[Source records]

++++

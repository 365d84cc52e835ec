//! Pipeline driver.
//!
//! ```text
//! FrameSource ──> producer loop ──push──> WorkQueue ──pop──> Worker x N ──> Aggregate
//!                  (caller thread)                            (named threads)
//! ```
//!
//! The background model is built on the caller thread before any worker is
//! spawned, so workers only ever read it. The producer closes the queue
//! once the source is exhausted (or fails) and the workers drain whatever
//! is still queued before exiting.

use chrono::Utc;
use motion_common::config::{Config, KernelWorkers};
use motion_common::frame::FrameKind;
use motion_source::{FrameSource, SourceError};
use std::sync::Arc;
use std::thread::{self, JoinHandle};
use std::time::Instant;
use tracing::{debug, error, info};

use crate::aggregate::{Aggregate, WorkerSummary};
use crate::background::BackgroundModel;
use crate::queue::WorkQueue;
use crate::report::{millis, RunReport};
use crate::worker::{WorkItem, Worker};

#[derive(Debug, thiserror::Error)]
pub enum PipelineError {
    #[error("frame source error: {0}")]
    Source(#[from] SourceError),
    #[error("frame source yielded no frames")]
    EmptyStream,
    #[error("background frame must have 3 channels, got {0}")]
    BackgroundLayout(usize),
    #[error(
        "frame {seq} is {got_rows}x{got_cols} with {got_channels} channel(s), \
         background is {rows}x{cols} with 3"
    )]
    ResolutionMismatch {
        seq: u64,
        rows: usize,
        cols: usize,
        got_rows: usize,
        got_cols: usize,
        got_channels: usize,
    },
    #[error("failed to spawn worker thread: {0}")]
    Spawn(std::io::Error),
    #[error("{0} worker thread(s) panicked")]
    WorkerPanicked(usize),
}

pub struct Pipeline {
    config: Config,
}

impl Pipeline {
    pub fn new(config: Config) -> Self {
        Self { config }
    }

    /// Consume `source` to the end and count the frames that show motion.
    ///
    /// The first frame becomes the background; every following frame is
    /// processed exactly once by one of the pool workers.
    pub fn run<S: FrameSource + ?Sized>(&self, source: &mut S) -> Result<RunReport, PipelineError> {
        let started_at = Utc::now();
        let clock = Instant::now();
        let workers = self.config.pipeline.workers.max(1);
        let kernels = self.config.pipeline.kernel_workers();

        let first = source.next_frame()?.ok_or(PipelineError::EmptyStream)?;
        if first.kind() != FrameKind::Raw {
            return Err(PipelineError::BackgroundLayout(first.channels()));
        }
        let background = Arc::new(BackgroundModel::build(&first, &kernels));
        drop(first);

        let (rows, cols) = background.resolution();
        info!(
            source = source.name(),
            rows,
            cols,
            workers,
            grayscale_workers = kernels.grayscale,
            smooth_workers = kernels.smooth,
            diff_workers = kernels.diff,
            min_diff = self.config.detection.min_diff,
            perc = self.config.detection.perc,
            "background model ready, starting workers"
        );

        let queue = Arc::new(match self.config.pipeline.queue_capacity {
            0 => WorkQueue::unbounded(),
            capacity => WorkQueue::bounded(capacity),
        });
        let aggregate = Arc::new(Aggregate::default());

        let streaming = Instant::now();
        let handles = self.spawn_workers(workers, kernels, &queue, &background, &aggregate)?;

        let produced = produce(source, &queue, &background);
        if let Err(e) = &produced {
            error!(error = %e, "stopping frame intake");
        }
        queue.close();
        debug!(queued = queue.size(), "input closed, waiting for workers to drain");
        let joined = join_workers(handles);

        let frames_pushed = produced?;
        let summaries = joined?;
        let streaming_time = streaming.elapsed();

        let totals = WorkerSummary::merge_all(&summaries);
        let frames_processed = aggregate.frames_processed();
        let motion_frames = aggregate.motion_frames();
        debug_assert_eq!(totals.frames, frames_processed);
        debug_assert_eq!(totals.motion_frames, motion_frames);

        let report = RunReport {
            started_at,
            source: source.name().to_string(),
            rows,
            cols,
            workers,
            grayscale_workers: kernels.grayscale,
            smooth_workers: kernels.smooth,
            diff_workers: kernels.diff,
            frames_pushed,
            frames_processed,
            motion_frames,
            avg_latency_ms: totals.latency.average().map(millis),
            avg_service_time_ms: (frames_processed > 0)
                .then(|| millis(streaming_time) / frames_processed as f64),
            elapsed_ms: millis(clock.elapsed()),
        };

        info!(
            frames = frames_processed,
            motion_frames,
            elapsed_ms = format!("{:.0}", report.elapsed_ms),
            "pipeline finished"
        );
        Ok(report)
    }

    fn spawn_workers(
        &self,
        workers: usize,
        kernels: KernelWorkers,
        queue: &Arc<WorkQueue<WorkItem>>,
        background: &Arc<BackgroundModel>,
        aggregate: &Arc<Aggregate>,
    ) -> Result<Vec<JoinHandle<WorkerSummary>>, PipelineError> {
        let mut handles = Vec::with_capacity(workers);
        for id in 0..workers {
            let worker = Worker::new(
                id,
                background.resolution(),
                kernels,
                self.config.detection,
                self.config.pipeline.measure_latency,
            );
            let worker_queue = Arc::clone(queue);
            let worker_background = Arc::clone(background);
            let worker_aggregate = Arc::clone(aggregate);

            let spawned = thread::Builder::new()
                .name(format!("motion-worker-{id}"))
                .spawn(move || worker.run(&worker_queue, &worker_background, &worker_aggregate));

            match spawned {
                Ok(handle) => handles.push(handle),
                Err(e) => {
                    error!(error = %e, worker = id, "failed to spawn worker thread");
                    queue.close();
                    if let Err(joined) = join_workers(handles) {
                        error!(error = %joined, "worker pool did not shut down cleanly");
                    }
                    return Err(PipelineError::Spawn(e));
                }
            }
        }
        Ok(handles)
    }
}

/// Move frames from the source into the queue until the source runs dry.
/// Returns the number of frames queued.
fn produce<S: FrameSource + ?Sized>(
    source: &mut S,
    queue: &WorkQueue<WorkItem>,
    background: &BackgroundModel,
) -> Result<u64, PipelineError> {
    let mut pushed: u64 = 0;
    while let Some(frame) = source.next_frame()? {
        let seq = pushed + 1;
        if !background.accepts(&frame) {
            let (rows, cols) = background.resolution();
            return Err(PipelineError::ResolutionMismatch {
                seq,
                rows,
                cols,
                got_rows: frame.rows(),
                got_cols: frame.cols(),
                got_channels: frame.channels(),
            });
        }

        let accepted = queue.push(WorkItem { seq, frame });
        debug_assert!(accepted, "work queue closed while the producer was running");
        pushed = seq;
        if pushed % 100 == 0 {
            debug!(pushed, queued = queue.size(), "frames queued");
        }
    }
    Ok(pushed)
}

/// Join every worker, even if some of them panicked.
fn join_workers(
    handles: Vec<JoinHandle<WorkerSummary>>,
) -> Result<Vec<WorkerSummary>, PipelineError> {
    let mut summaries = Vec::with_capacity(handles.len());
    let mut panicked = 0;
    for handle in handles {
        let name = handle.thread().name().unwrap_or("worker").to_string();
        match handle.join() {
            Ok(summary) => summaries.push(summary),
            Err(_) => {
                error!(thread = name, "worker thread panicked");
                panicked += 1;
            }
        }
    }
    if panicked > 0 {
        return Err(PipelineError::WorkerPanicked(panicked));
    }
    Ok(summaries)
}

++++

• TASK TO CARRY OUT
The word to find is "FrameKind". Copy every line of the records that holds it.

• ANSWER AREA
use motion_common::frame::FrameKind;
        if first.kind() != FrameKind::Raw {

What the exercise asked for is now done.